The experience somehow earned him the respect of the state’s Democratic politicians of the time, and the friendship of his opponent, Len Wolf. After the primary, Len was elected to the House of Representatives and whenever he had to travel and was in the Seattle area, he used to come visit us.
Gene and I were married for a long time. He was a kind and loving husband, a wise mentor, and my best friend. I didn’t deserve such good fortune, but I got it anyway. Whenever anyone asked me if I was angry that his life was torn from me, it made me wonder what God would think if I flailed at Him with “Yes, God, I know you allowed me 53 years and 8 months of the best years of my life, but what have You done for me lately?”
Gene was 77 years old when he died on June 10, 2005. He died during surgery at Virginia Mason Hospital as the result of a catastrophic reaction to a drug called protamine sulfate.

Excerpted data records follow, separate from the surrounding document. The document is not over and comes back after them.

//! Event sinks.

use std::sync::Mutex;

use tracing::{info, warn};

use crate::types::{Event, EventKind};

/// Destination for operator events.
///
/// Publishing is best-effort and must not block for long.
pub trait EventSink: Send + Sync {
    fn publish(&self, event: Event);
}

/// Sink that writes events to the tracing subscriber.
#[derive(Debug, Default, Clone, Copy)]
pub struct TracingSink;

impl EventSink for TracingSink {
    fn publish(&self, event: Event) {
        match event.kind {
            EventKind::Normal => info!(
                object = %event.object,
                reason = %event.reason,
                "{}",
                event.message
            ),
            EventKind::Warning => warn!(
                object = %event.object,
                reason = %event.reason,
                "{}",
                event.message
            ),
        }
    }
}

/// Sink that keeps every event in memory, for tests and diagnostics.
#[derive(Debug, Default)]
pub struct RecordingSink {
    events: Mutex<Vec<Event>>,
}

impl RecordingSink {
    /// Create an empty recording sink.
    pub fn new() -> Self {
        Self::default()
    }

    /// All events published so far, oldest first.
    pub fn events(&self) -> Vec<Event> {
        self.events
            .lock()
            .map(|events| events.clone())
            .unwrap_or_default()
    }

    /// Reasons of all events published so far, oldest first.
    pub fn reasons(&self) -> Vec<String> {
        self.events().into_iter().map(|e| e.reason).collect()
    }
}

impl EventSink for RecordingSink {
    fn publish(&self, event: Event) {
        if let Ok(mut events) = self.events.lock() {
            events.push(event);
        }
    }
}
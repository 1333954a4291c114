//! Active health probing against live HTTP servers.

use std::sync::Arc;
use std::time::Duration;

use svcreg_cluster::{ClusterMembership, HttpCluster};
use wiremock::matchers::{method, path};
use wiremock::{Mock, MockServer, ResponseTemplate};

#[tokio::test]
async fn test_probe_revives_members_answering_health_check() {
    let healthy = MockServer::start().await;
    let failing = MockServer::start().await;

    Mock::given(method("GET"))
        .and(path("/status"))
        .respond_with(ResponseTemplate::new(200))
        .expect(1)
        .mount(&healthy)
        .await;
    Mock::given(method("GET"))
        .and(path("/status"))
        .respond_with(ResponseTemplate::new(503))
        .expect(1)
        .mount(&failing)
        .await;

    let cluster = HttpCluster::from_members([healthy.uri(), failing.uri()], "/status").unwrap();
    cluster.mark_unhealthy(&healthy.uri());
    cluster.mark_unhealthy(&failing.uri());
    assert!(cluster.select_member().is_err());

    let revived = cluster.probe(&reqwest::Client::new()).await;

    assert_eq!(revived, 1);
    assert_eq!(cluster.healthy_members(), vec![healthy.uri()]);
    assert_eq!(cluster.select_member().unwrap(), healthy.uri());
}

#[tokio::test]
async fn test_probe_skips_healthy_members() {
    let server = MockServer::start().await;

    Mock::given(method("GET"))
        .and(path("/status"))
        .respond_with(ResponseTemplate::new(200))
        .expect(0)
        .mount(&server)
        .await;

    let cluster = HttpCluster::from_members([server.uri()], "status").unwrap();

    assert_eq!(cluster.probe(&reqwest::Client::new()).await, 0);
}

#[tokio::test]
async fn test_background_health_checker() {
    let server = MockServer::start().await;

    Mock::given(method("GET"))
        .and(path("/status"))
        .respond_with(ResponseTemplate::new(200))
        .mount(&server)
        .await;

    let cluster = Arc::new(HttpCluster::from_members([server.uri()], "status").unwrap());
    cluster.mark_unhealthy(&server.uri());

    let handle = cluster
        .spawn_health_checker(reqwest::Client::new(), Duration::from_millis(20))
        .expect("health-check path is configured");

    let mut revived = false;
    for _ in 0..100 {
        if cluster.is_healthy(&server.uri()) {
            revived = true;
            break;
        }
        tokio::time::sleep(Duration::from_millis(10)).await;
    }
    handle.abort();

    assert!(revived, "background checker should revive the member");
}

#[tokio::test]
async fn test_health_checker_stops_with_cluster() {
    let server = MockServer::start().await;

    Mock::given(method("GET"))
        .respond_with(ResponseTemplate::new(200))
        .mount(&server)
        .await;

    let cluster = Arc::new(HttpCluster::from_members([server.uri()], "status").unwrap());
    let handle = cluster
        .spawn_health_checker(reqwest::Client::new(), Duration::from_millis(20))
        .expect("health-check path is configured");

    drop(cluster);

    tokio::time::timeout(Duration::from_secs(2), handle)
        .await
        .expect("checker should stop once the cluster is gone")
        .unwrap();
}
//! Service records.

use serde::{Deserialize, Serialize};

/// Collection path for service records.
///
/// Item paths are formed by appending the identifier directly, with no
/// separator: `api/servicesweb`.
pub const SERVICES_URI: &str = "api/services";

/// A named service and its access-control string.
#[derive(Debug, Clone, PartialEq, Eq, Serialize, Deserialize)]
pub struct Service {
    /// Unique identifier, also used as the path segment.
    pub id: String,
    /// Opaque access-control string, passed through verbatim.
    pub acl: String,
}

impl Service {
    /// Create a service record.
    pub fn new(id: impl Into<String>, acl: impl Into<String>) -> Self {
        Self {
            id: id.into(),
            acl: acl.into(),
        }
    }

    /// Path of the item resource for `id`.
    pub(crate) fn item_path(id: &str) -> String {
        format!("{}{}", SERVICES_URI, id)
    }
}
//! Failover configuration.

use std::time::Duration;

/// Bounds on how a call moves between cluster members.
#[derive(Debug, Clone, Default)]
pub struct FailoverConfig {
    /// Maximum attempts per call. `None` allows one attempt per member.
    pub max_attempts: Option<u32>,
    /// Delay before trying the next member.
    pub backoff: BackoffStrategy,
}

impl FailoverConfig {
    /// Allow at most `max_attempts` attempts per call.
    pub fn attempts(max_attempts: u32) -> Self {
        Self {
            max_attempts: Some(max_attempts),
            ..Default::default()
        }
    }

    /// Set the backoff between attempts.
    pub fn with_backoff(mut self, backoff: BackoffStrategy) -> Self {
        self.backoff = backoff;
        self
    }

    /// The attempt budget for a cluster of `members` members.
    ///
    /// Always at least one.
    pub fn attempt_limit(&self, members: usize) -> u32 {
        let limit = self
            .max_attempts
            .unwrap_or_else(|| u32::try_from(members).unwrap_or(u32::MAX));
        limit.max(1)
    }

    /// Calculate delay before a given failover (0-indexed).
    pub fn delay_for_attempt(&self, attempt: u32) -> Duration {
        self.backoff.delay_for_attempt(attempt)
    }
}

/// Backoff strategy between failover attempts.
#[derive(Debug, Clone, Default)]
pub enum BackoffStrategy {
    /// Move to the next member immediately.
    #[default]
    None,
    /// Constant delay between attempts.
    Constant(Duration),
    /// Linear backoff: delay increases by a fixed amount.
    Linear {
        /// Delay increment per attempt.
        delay: Duration,
        /// Maximum delay.
        max: Duration,
    },
    /// Exponential backoff: delay doubles each attempt.
    Exponential {
        /// Initial delay.
        initial: Duration,
        /// Maximum delay.
        max: Duration,
        /// Multiplier (typically 2.0).
        multiplier: f64,
    },
}

impl BackoffStrategy {
    /// Calculate delay for a given attempt (0-indexed).
    pub fn delay_for_attempt(&self, attempt: u32) -> Duration {
        match self {
            Self::None => Duration::ZERO,
            Self::Constant(d) => *d,
            Self::Linear { delay, max } => {
                let total = delay.saturating_mul(attempt + 1);
                total.min(*max)
            }
            Self::Exponential {
                initial,
                max,
                multiplier,
            } => {
                let factor = multiplier.powi(attempt as i32);
                let millis = (initial.as_millis() as f64 * factor) as u64;
                Duration::from_millis(millis).min(*max)
            }
        }
    }
}
//! Call outcome.

use bytes::Bytes;
use http::StatusCode;
use serde::de::DeserializeOwned;

/// The status and buffered body produced by one attempt.
#[derive(Debug, Clone)]
pub struct CallOutcome {
    status: StatusCode,
    body: Bytes,
    member: String,
}

impl CallOutcome {
    /// Create an outcome from a status and body.
    pub fn new(status: StatusCode, body: impl Into<Bytes>) -> Self {
        Self {
            status,
            body: body.into(),
            member: String::new(),
        }
    }

    /// Record which member answered.
    pub fn with_member(mut self, member: impl Into<String>) -> Self {
        self.member = member.into();
        self
    }

    /// Get the status code.
    pub fn status(&self) -> StatusCode {
        self.status
    }

    /// Check if the response was successful (2xx).
    pub fn is_success(&self) -> bool {
        self.status.is_success()
    }

    /// The member that produced this outcome.
    pub fn member(&self) -> &str {
        &self.member
    }

    /// Get the response body as bytes.
    pub fn bytes(&self) -> &Bytes {
        &self.body
    }

    /// Check if the body is empty or whitespace only.
    pub fn is_blank(&self) -> bool {
        self.body.iter().all(u8::is_ascii_whitespace)
    }

    /// The body as text, with invalid UTF-8 replaced.
    pub fn text(&self) -> String {
        String::from_utf8_lossy(&self.body).into_owned()
    }

    /// Parse the body as JSON.
    pub fn json<T: DeserializeOwned>(&self) -> serde_json::Result<T> {
        serde_json::from_slice(&self.body)
    }
}
// svcreg - A client for clustered service-registry HTTP APIs
//
// This library creates, lists, updates and deletes service records against a
// cluster of interchangeable registry endpoints, failing over transparently
// when an endpoint stops answering.

//! # Quick Start
//!
//! ```rust,no_run
//! use svcreg::prelude::*;
//!
//! #[tokio::main]
//! async fn main() -> svcreg::Result<()> {
//!     let config = Config::builder()
//!         .url("http://10.0.0.1:8000,http://10.0.0.2:8000")
//!         .build();
//!     let registry = RegistryClient::new(config)?;
//!
//!     registry.create_service(&Service::new("billing", "allow:ops")).await?;
//!     assert!(registry.has_service("billing").await?);
//!
//!     for (name, service) in registry.all_services().await? {
//!         println!("{name}: {}", service.acl);
//!     }
//!     Ok(())
//! }
//! ```

pub mod classify;
mod client;
mod config;
mod error;
mod service;

pub use client::{Registry, RegistryClient};
pub use config::{Config, ConfigBuilder, DEFAULT_HEALTH_CHECK_INTERVAL, DEFAULT_URL};
pub use error::{RegistryError, Result};
pub use service::{SERVICES_URI, Service};

// Re-export member crates
pub use svcreg_cluster;
pub use svcreg_http_client;
pub use svcreg_log;

pub use svcreg_cluster::{ClusterMembership, HttpCluster, SelectionStrategy};
pub use svcreg_http_client::{BackoffStrategy, FailoverConfig, HttpClientConfig, HttpExecutor};
pub use svcreg_log::{LogConfig, LogOutput};

// Prelude for common imports
pub mod prelude {
    pub use crate::{
        Config,
        LogOutput,
        Registry,
        RegistryClient,
        RegistryError,
        Service,
    };
}
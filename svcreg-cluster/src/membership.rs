//! Membership provider contract.

use crate::error::ClusterError;

/// A source of live cluster members.
///
/// Implementations must be safe to call concurrently: many in-flight requests
/// select members and report failures at the same time, and callers perform no
/// locking of their own.
pub trait ClusterMembership: Send + Sync {
    /// Pick a member that is currently considered healthy.
    fn select_member(&self) -> Result<String, ClusterError>;

    /// Report that `member` failed to produce an HTTP response.
    fn mark_unhealthy(&self, member: &str);

    /// All configured members, healthy or not.
    fn members(&self) -> Vec<String>;

    /// Members currently considered healthy.
    fn healthy_members(&self) -> Vec<String>;
}

/// How a member is chosen among the healthy ones.
#[derive(Debug, Clone, Copy, Default, PartialEq, Eq)]
pub enum SelectionStrategy {
    /// Keep using the first healthy member in configured order.
    #[default]
    Sticky,

    /// Rotate through healthy members.
    RoundRobin,

    /// Pick a healthy member at random.
    Random,
}
//! Registry operations.

use std::collections::HashMap;
use std::sync::Arc;

use async_trait::async_trait;
use svcreg_cluster::{ClusterMembership, HttpCluster};
use svcreg_http_client::{CallOutcome, CallRequest, ClusterClient, HttpExecutor, ReqwestExecutor};
use svcreg_log::LogOutput;
use tracing::{debug, warn};

use crate::classify::classify;
use crate::service::SERVICES_URI;
use crate::{Config, RegistryError, Result, Service};

/// Operations on the service registry.
#[async_trait]
pub trait Registry: Send + Sync {
    /// Whether a service named `name` is registered.
    ///
    /// True only when the listing holds an entry under `name` whose `id` is
    /// also `name`.
    async fn has_service(&self, name: &str) -> Result<bool>;

    /// Every registered service, keyed by name.
    async fn all_services(&self) -> Result<HashMap<String, Service>>;

    /// Register `service` and return the record the registry stored.
    async fn create_service(&self, service: &Service) -> Result<Service>;

    /// Replace the record for `service.id`.
    async fn update_service(&self, service: &Service) -> Result<Option<Service>>;

    /// Remove the service named `name`.
    async fn delete_service(&self, name: &str) -> Result<Option<Service>>;
}

/// [`Registry`] over HTTP against a cluster of registry endpoints.
///
/// Cloning is cheap; clones share the transport and membership state.
///
/// A client built with [`new`](Self::new) keeps members from staying down
/// forever. With a health-check path it probes downed members in the
/// background. Without one, a call that finds every member down retries all
/// of them.
#[derive(Clone)]
pub struct RegistryClient {
    transport: ClusterClient,
    cluster: Option<Arc<HttpCluster>>,
    probing: bool,
    log: LogOutput,
}

impl RegistryClient {
    /// Create a client from `config`.
    ///
    /// Fails with [`RegistryError::InvalidEndpoint`] when the URL list does
    /// not parse. The health checker is only started when a Tokio runtime is
    /// running; it stops once the last clone of the client is dropped.
    pub fn new(config: Config) -> Result<Self> {
        let log = config.log.clone();
        log.in_scope(|| Self::connect(config))
    }

    fn connect(config: Config) -> Result<Self> {
        let cluster = Arc::new(
            HttpCluster::new(&config.url, config.health_check_path.as_str())?
                .with_strategy(config.strategy),
        );
        let executor = ReqwestExecutor::new(&config.http)?;

        let probing = if config.health_check_path.is_empty() {
            false
        } else if tokio::runtime::Handle::try_current().is_ok() {
            cluster
                .spawn_health_checker(executor.inner().clone(), config.health_check_interval)
                .is_some()
        } else {
            warn!("No Tokio runtime running, health probing disabled");
            false
        };

        let membership: Arc<dyn ClusterMembership> = cluster.clone();
        let transport = ClusterClient::with_executor(membership, Arc::new(executor), config.http);

        debug!(members = %config.url, probing, "Registry client created");
        Ok(Self {
            transport,
            cluster: Some(cluster),
            probing,
            log: config.log,
        })
    }

    /// Create a client from explicit collaborators.
    ///
    /// `config.url`, `config.health_check_path` and `config.strategy` are
    /// ignored; `membership` decides where calls go and owns member recovery.
    pub fn with_parts(
        membership: Arc<dyn ClusterMembership>,
        executor: Arc<dyn HttpExecutor>,
        config: Config,
    ) -> Self {
        Self {
            transport: ClusterClient::with_executor(membership, executor, config.http),
            cluster: None,
            probing: false,
            log: config.log,
        }
    }

    /// Get the membership provider.
    pub fn membership(&self) -> &Arc<dyn ClusterMembership> {
        self.transport.membership()
    }

    /// The cluster built by [`new`](Self::new), for health inspection and
    /// manual recovery. `None` for clients built with
    /// [`with_parts`](Self::with_parts).
    pub fn cluster(&self) -> Option<&Arc<HttpCluster>> {
        self.cluster.as_ref()
    }

    /// Whether a background health checker is running for this client.
    pub fn is_probing(&self) -> bool {
        self.probing
    }

    /// Get the log output.
    pub fn log_output(&self) -> &LogOutput {
        &self.log
    }

    async fn call(&self, request: CallRequest) -> Result<CallOutcome> {
        if !self.probing {
            if let Some(cluster) = &self.cluster {
                cluster.revive_if_exhausted();
            }
        }
        Ok(self.transport.call(request).await?)
    }

    async fn list(&self) -> Result<HashMap<String, Service>> {
        let outcome = self.call(CallRequest::get(SERVICES_URI)).await?;
        let services = classify::<HashMap<String, Service>>(&outcome)?.unwrap_or_default();
        debug!(count = services.len(), "Listed services");
        Ok(services)
    }

    async fn contains(&self, name: &str) -> Result<bool> {
        let services = self.list().await?;
        let found = services.get(name).is_some_and(|service| service.id == name);
        debug!(name, found, "Checked service");
        Ok(found)
    }

    async fn create(&self, service: &Service) -> Result<Service> {
        require_id(&service.id)?;
        let request = CallRequest::post(SERVICES_URI).json(service)?;
        let outcome = self.call(request).await?;
        let created = classify::<Service>(&outcome)?.ok_or_else(|| {
            RegistryError::InvalidResponse("empty response to create".to_string())
        })?;
        debug!(id = %created.id, "Created service");
        Ok(created)
    }

    async fn update(&self, service: &Service) -> Result<Option<Service>> {
        require_id(&service.id)?;
        let request = CallRequest::put(Service::item_path(&service.id)).json(service)?;
        let outcome = self.call(request).await?;
        let updated = classify::<Service>(&outcome)?;
        debug!(id = %service.id, returned = updated.is_some(), "Updated service");
        Ok(updated)
    }

    async fn delete(&self, name: &str) -> Result<Option<Service>> {
        require_id(name)?;
        let outcome = self.call(CallRequest::delete(Service::item_path(name))).await?;
        let deleted = classify::<Service>(&outcome)?;
        debug!(name, returned = deleted.is_some(), "Deleted service");
        Ok(deleted)
    }
}

#[async_trait]
impl Registry for RegistryClient {
    async fn has_service(&self, name: &str) -> Result<bool> {
        self.log.scope(self.contains(name)).await
    }

    async fn all_services(&self) -> Result<HashMap<String, Service>> {
        self.log.scope(self.list()).await
    }

    async fn create_service(&self, service: &Service) -> Result<Service> {
        self.log.scope(self.create(service)).await
    }

    async fn update_service(&self, service: &Service) -> Result<Option<Service>> {
        self.log.scope(self.update(service)).await
    }

    async fn delete_service(&self, name: &str) -> Result<Option<Service>> {
        self.log.scope(self.delete(name)).await
    }
}

impl std::fmt::Debug for RegistryClient {
    fn fmt(&self, f: &mut std::fmt::Formatter<'_>) -> std::fmt::Result {
        f.debug_struct("RegistryClient")
            .field("members", &self.transport.membership().members())
            .field("log", &self.log)
            .finish()
    }
}

fn require_id(id: &str) -> Result<()> {
    if id.is_empty() {
        debug!("Rejected call with empty service id");
        return Err(RegistryError::InvalidArgument(
            "service id must not be empty".to_string(),
        ));
    }
    Ok(())
}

Before the operation, we poured over information on the Internet about the procedure. We were pretty well informed when the time for surgery came. Except for one thing. It never occurred to to us that Gene’s shellfish allergy might have affected the outcome. I only wish it had occurred to the doctors or hospital staff. I wish they had applied precautionary pre-treatment or alternative strategies to his care. I’ve never forgiven them for their failure to do so, and for their failure to help him make an informed consent to their use of the drug.
The morning of the operation, a nurse affixed an orange bracelet around Gene’s wrist. It read “SHELLFISH” in large black letters. As we watched her putting it on him, our daughter Lisa asked the nurse what it was for. She answered, “People with an allergy to shellfish can have adverse reactions to some of the drugs that might be used in surgery”. We will always have to wonder how she was apparently the only professional involved who knew that.
If you have read this far, you are aware that this is not your most joyous tidings of the day. I’m sorry about that, and it doesn’t get any better. Like I said, December 19th is not my best day.
On Gene’s birthday in 1970, all nine of us had just finished having his birthday supper, before he had to leave for a meeting at Seattle University. Our son Mark’s friend, Tommy Fawthrop, was picking him up to give him a ride to his Sea Scout skipper’s house. Mark was studying to complete his requirements for the Quartermaster Award in Sea Scouts (equivalent to Eagle Scout in Boy Scouts).
Unlike his dad and his younger brother Matthew, Mark had refused to learn to drive a car. He could never explain why, only that he would never do it. It always seemed to me that Gene must have been disappointed that Mark didn’t want to drive, so as he was leaving, I said to him, “Mark, for a birthday surprise, why don’t you tell Dad that you’re going to apply to get your driver’s license?”
He just looked at me, brushed me off with a grin, waved and left. Lisa and Susy went to Northgate to shop for Christmas presents. The rest of the kids went about their activities for the evening. I was washing dishes when the phone rang. Another friend of Mark’s – Bob Murphy – was on the line. “Mrs. Ford”, he said, his voice shaking, “Mark was hit by a car and he’s unconscious.”
Matthew and I ran to the car and he drove me the several blocks to the skipper Jim Matson’s house on Boyer Avenue. The ambulance was just preparing to take him to the hospital. As we rode to Group Health, I remember one of the EMT’s saying, “He’s not conscious but his vital signs are good”. I learned that Mark had gotten out of Tommy’s car and was running across the street when he was hit and was thrown almost two car lengths.
Two years later – on December 19th – Gene’s heart was broken yet again on his birthday His father Patrick Ford had come to visit us, had a stroke, and died on that day.
All this is why I’m never going to like today’s date. To me, December 19th can never again be one of the good days.
If you stuck it out reading through this overlong narrative, thank you for spending this time with me.